- Nationality: American
- Area(s): Writer, Artist, Publisher
- Notable works: After Hours Press

= Darren Sanchez =

Darren Sanchez is a comic book creator. He is the production director at Starlight Runner Entertainment. He is also the publisher of After Hours Press, with partner Buddy Scalera. Sanchez has created and written such titles as Impossible Tales, Foxwood Falcons, J.A.A.T., and Genie the Genius, which was co-created with former NFL quarterback Boomer Esiason. Sanchez has optioned several of his titles (Celestial Alliance & Foxwood Falcons) for films and currently develops new stories and intellectual properties for clients at After Hours Press, and at Marvel Comics.

== Biography ==
Sanchez served in the United States Army as a pilot and warrant officer, flying attack helicopters in the 1980s and early 1990s. In an interview with the comic book website Project Fanboy, Sanchez attributes his service as an Army officer as the reason he is in the position he holds today (in the comic book industry).

Sanchez has worked professionally in the comic book industry since 1991. He began his career with Valiant Comics, as production manager, where he also earned writing credits on the Armorines yearbook, Magnus 2001, and an unpublished issue of Archer & Armstrong.

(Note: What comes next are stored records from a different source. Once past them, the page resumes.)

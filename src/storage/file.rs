//! JSON-file-based storage backend.
//!
//! Stores transactions and budgets in separate JSON files under a
//! configurable directory (default: `$XDG_DATA_HOME/finance-tracker/`).

use core::hash::Hash;
use std::fs;
use std::io::ErrorKind;
use std::path::PathBuf;
use std::sync::{Mutex, MutexGuard, PoisonError};

#[cfg(feature = "async")]
use core::future::{self, Future};

use chrono::{DateTime, Utc};
use serde::de::DeserializeOwned;
use serde::{Deserialize, Serialize};

use super::{budget_key, remove_by_key, transaction_key, upsert_by_key};
use crate::error::{Result, TrackerError};
use crate::models::{Budget, BudgetId, Transaction, TransactionId};

/// Application name used for the XDG data directory.
const APP_NAME: &str = "finance-tracker";

/// File name for refresh metadata.
const META_FILE: &str = "meta.json";
/// File name for transactions.
const TRANSACTIONS_FILE: &str = "transactions.json";
/// File name for budgets.
const BUDGETS_FILE: &str = "budgets.json";
/// Sentinel file used for cross-process file locking.
const LOCK_FILE: &str = "storage.lock";

/// Metadata stored alongside entity files.
#[derive(Debug, Serialize, Deserialize, Default)]
struct Meta {
    /// Time of the last refresh, or absent if the cache was never filled.
    #[serde(default, skip_serializing_if = "Option::is_none")]
    last_refreshed: Option<DateTime<Utc>>,
}

/// File-backed storage that persists cached rows as JSON files.
///
/// # Concurrency
///
/// Thread safety within a single process is provided by an in-process
/// [`Mutex`]. Cross-process safety is achieved via an advisory file lock
/// on `storage.lock` (using [`std::fs::File::lock`] /
/// [`std::fs::File::lock_shared`]).
///
/// Read operations acquire a shared lock (allowing concurrent readers),
/// while write operations acquire an exclusive lock.
///
/// # File layout
///
/// ```text
/// <dir>/
///   storage.lock          (cross-process lock sentinel)
///   meta.json
///   transactions.json
///   budgets.json
/// ```
#[derive(Debug)]
pub struct FileStorage {
    /// Root directory containing all JSON files.
    dir: PathBuf,
    /// Mutex serializing concurrent in-process access.
    lock: Mutex<()>,
    /// Sentinel file for cross-process advisory locking.
    lock_file: fs::File,
}

impl FileStorage {
    /// Creates a new file storage rooted at the given directory.
    ///
    /// Creates the directory (and parents) if it does not exist, and opens
    /// (or creates) the `storage.lock` sentinel file.
    ///
    /// # Errors
    ///
    /// Returns an error if the directory cannot be created or the lock
    /// file cannot be opened.
    #[inline]
    pub fn new(dir: PathBuf) -> Result<Self> {
        fs::create_dir_all(&dir).map_err(storage_io_error)?;
        let lock_file = fs::OpenOptions::new()
            .read(true)
            .write(true)
            .create(true)
            .truncate(false)
            .open(dir.join(LOCK_FILE))
            .map_err(storage_io_error)?;
        tracing::debug!(dir = %dir.display(), "opened file storage");
        Ok(Self {
            dir,
            lock: Mutex::new(()),
            lock_file,
        })
    }

    /// Returns the default XDG-compliant data directory for this application.
    ///
    /// On Linux: `$XDG_DATA_HOME/finance-tracker/` (typically
    /// `~/.local/share/finance-tracker/`).
    ///
    /// # Errors
    ///
    /// Returns an error if the platform data directory cannot be determined.
    #[inline]
    pub fn default_dir() -> Result<PathBuf> {
        dirs::data_dir()
            .map(|data_path| data_path.join(APP_NAME))
            .ok_or_else(|| {
                TrackerError::Storage("could not determine platform data directory".into())
            })
    }

    // ── Private helpers ─────────────────────────────────────────────

    /// Returns the full path for a given file name.
    fn path(&self, name: &str) -> PathBuf {
        self.dir.join(name)
    }

    /// Acquires an in-process mutex guard and a shared (read) file lock,
    /// executes `op`, then releases the file lock.
    fn with_shared_lock<R, F: FnOnce() -> Result<R>>(&self, op: F) -> Result<R> {
        let _guard: MutexGuard<'_, ()> = self.lock.lock().map_err(|err| lock_poison_error(&err))?;
        self.lock_file.lock_shared().map_err(storage_io_error)?;
        let result = op();
        // The operation's own error wins over an unlock failure.
        if let Err(err) = self.lock_file.unlock()
            && result.is_ok()
        {
            return Err(storage_io_error(err));
        }
        result
    }

    /// Acquires an in-process mutex guard and an exclusive (write) file
    /// lock, executes `op`, then releases the file lock.
    fn with_exclusive_lock<R, F: FnOnce() -> Result<R>>(&self, op: F) -> Result<R> {
        let _guard: MutexGuard<'_, ()> = self.lock.lock().map_err(|err| lock_poison_error(&err))?;
        self.lock_file.lock().map_err(storage_io_error)?;
        let result = op();
        if let Err(err) = self.lock_file.unlock()
            && result.is_ok()
        {
            return Err(storage_io_error(err));
        }
        result
    }

    /// Reads and deserializes a JSON file, or returns `T::default()` if the
    /// file does not exist.
    fn read_json<T: DeserializeOwned + Default>(&self, name: &str) -> Result<T> {
        match fs::read_to_string(self.path(name)) {
            Ok(contents) => serde_json::from_str(&contents).map_err(TrackerError::from),
            Err(err) if err.kind() == ErrorKind::NotFound => Ok(T::default()),
            Err(err) => Err(storage_io_error(err)),
        }
    }

    /// Atomically writes a serialized JSON file (write-to-tmp then rename).
    fn write_json<T: Serialize + ?Sized>(&self, name: &str, value: &T) -> Result<()> {
        let path = self.path(name);
        let tmp_path = self.path(&format!("{name}.tmp"));
        let json = serde_json::to_string_pretty(value).map_err(TrackerError::from)?;
        fs::write(&tmp_path, json).map_err(storage_io_error)?;
        fs::rename(&tmp_path, &path).map_err(storage_io_error)?;
        Ok(())
    }

    /// Reads an entity file under a shared lock.
    fn read_entities<T: DeserializeOwned>(&self, name: &str) -> Result<Vec<T>> {
        self.with_shared_lock(|| self.read_json(name))
    }

    /// Merges new items into an entity file by key (insert-or-replace).
    fn upsert_file<T, K>(&self, name: &str, new_items: Vec<T>, key_fn: fn(&T) -> K) -> Result<()>
    where
        T: Serialize + DeserializeOwned,
        K: Hash + Eq,
    {
        if new_items.is_empty() {
            return Ok(());
        }
        self.with_exclusive_lock(|| {
            let mut rows: Vec<T> = self.read_json(name)?;
            upsert_by_key(&mut rows, new_items, key_fn);
            tracing::trace!(file = name, count = rows.len(), "writing entity file");
            self.write_json(name, &rows)
        })
    }

    /// Removes items from an entity file by key.
    fn remove_file<T, K>(&self, name: &str, ids: &[K], key_fn: fn(&T) -> K) -> Result<()>
    where
        T: Serialize + DeserializeOwned,
        K: Hash + Eq,
    {
        if ids.is_empty() {
            return Ok(());
        }
        self.with_exclusive_lock(|| {
            let mut rows: Vec<T> = self.read_json(name)?;
            remove_by_key(&mut rows, ids, key_fn);
            self.write_json(name, &rows)
        })
    }

    /// Reads `last_refreshed` from meta (with lock).
    fn read_last_refreshed(&self) -> Result<Option<DateTime<Utc>>> {
        self.with_shared_lock(|| {
            let meta: Meta = self.read_json(META_FILE)?;
            Ok(meta.last_refreshed)
        })
    }

    /// Writes `last_refreshed` to meta (with lock).
    fn write_last_refreshed(&self, timestamp: DateTime<Utc>) -> Result<()> {
        self.with_exclusive_lock(|| {
            let mut meta: Meta = self.read_json(META_FILE)?;
            meta.last_refreshed = Some(timestamp);
            self.write_json(META_FILE, &meta)
        })
    }

    /// Deletes all entity files and metadata.
    ///
    /// The `storage.lock` sentinel is kept.
    fn clear_all(&self) -> Result<()> {
        self.with_exclusive_lock(|| {
            for name in [META_FILE, TRANSACTIONS_FILE, BUDGETS_FILE] {
                match fs::remove_file(self.path(name)) {
                    Ok(()) => {}
                    Err(err) if err.kind() == ErrorKind::NotFound => {}
                    Err(err) => return Err(storage_io_error(err)),
                }
            }
            tracing::debug!("cleared file storage");
            Ok(())
        })
    }
}

// ── Free-standing helpers ───────────────────────────────────────────────

/// Wraps an I/O error into a [`TrackerError::Storage`].
fn storage_io_error(err: std::io::Error) -> TrackerError {
    TrackerError::Storage(Box::new(err))
}

/// Wraps a mutex poison error into a [`TrackerError::Storage`].
fn lock_poison_error<T>(err: &PoisonError<T>) -> TrackerError {
    TrackerError::Storage(err.to_string().into())
}

// ── BlockingStorage implementation ──────────────────────────────────────

#[cfg(feature = "blocking")]
impl super::BlockingStorage for FileStorage {
    #[inline]
    fn last_refreshed(&self) -> Result<Option<DateTime<Utc>>> {
        self.read_last_refreshed()
    }

    #[inline]
    fn set_last_refreshed(&self, timestamp: DateTime<Utc>) -> Result<()> {
        self.write_last_refreshed(timestamp)
    }

    #[inline]
    fn transactions(&self) -> Result<Vec<Transaction>> {
        self.read_entities(TRANSACTIONS_FILE)
    }

    #[inline]
    fn budgets(&self) -> Result<Vec<Budget>> {
        self.read_entities(BUDGETS_FILE)
    }

    #[inline]
    fn upsert_transactions(&self, items: Vec<Transaction>) -> Result<()> {
        self.upsert_file(TRANSACTIONS_FILE, items, transaction_key)
    }

    #[inline]
    fn upsert_budgets(&self, items: Vec<Budget>) -> Result<()> {
        self.upsert_file(BUDGETS_FILE, items, budget_key)
    }

    #[inline]
    fn remove_transactions(&self, ids: &[TransactionId]) -> Result<()> {
        self.remove_file(TRANSACTIONS_FILE, ids, transaction_key)
    }

    #[inline]
    fn remove_budgets(&self, ids: &[BudgetId]) -> Result<()> {
        self.remove_file(BUDGETS_FILE, ids, budget_key)
    }

    #[inline]
    fn clear(&self) -> Result<()> {
        self.clear_all()
    }
}

// ── Storage (async) implementation ──────────────────────────────────────

#[cfg(feature = "async")]
impl super::Storage for FileStorage {
    #[inline]
    fn last_refreshed(&self) -> impl Future<Output = Result<Option<DateTime<Utc>>>> + Send {
        future::ready(self.read_last_refreshed())
    }

    #[inline]
    fn set_last_refreshed(
        &self,
        timestamp: DateTime<Utc>,
    ) -> impl Future<Output = Result<()>> + Send {
        future::ready(self.write_last_refreshed(timestamp))
    }

    #[inline]
    fn transactions(&self) -> impl Future<Output = Result<Vec<Transaction>>> + Send {
        future::ready(self.read_entities(TRANSACTIONS_FILE))
    }

    #[inline]
    fn budgets(&self) -> impl Future<Output = Result<Vec<Budget>>> + Send {
        future::ready(self.read_entities(BUDGETS_FILE))
    }

    #[inline]
    fn upsert_transactions(
        &self,
        items: Vec<Transaction>,
    ) -> impl Future<Output = Result<()>> + Send {
        future::ready(self.upsert_file(TRANSACTIONS_FILE, items, transaction_key))
    }

    #[inline]
    fn upsert_budgets(&self, items: Vec<Budget>) -> impl Future<Output = Result<()>> + Send {
        future::ready(self.upsert_file(BUDGETS_FILE, items, budget_key))
    }

    #[inline]
    fn remove_transactions(
        &self,
        ids: &[TransactionId],
    ) -> impl Future<Output = Result<()>> + Send {
        future::ready(self.remove_file(TRANSACTIONS_FILE, ids, transaction_key))
    }

    #[inline]
    fn remove_budgets(&self, ids: &[BudgetId]) -> impl Future<Output = Result<()>> + Send {
        future::ready(self.remove_file(BUDGETS_FILE, ids, budget_key))
    }

    #[inline]
    fn clear(&self) -> impl Future<Output = Result<()>> + Send {
        future::ready(self.clear_all())
    }
}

His first independent comic, Celestial Alliance, was published in 2000 through After Hours Press, the company he, Buddy Scalera, and Chris Eliopoulos started.
In December 2007, he was named Vice President of Production at Wizard Entertainment.

After Wizard, Sanchez worked for Starlight Runner Entertainment with CEO and transmedia guru Jeff Gomez, as well as with former Valiant Editor-in-Chief Fabian Nicieza. Projects there included transmedia consulting for clients such as Sony Pictures, Activision, James Cameron, Coca-Cola, Disney, and Pepperidge Farms.

Sanchez currently works as Editor and Manager of Custom Solutions at Marvel Comics.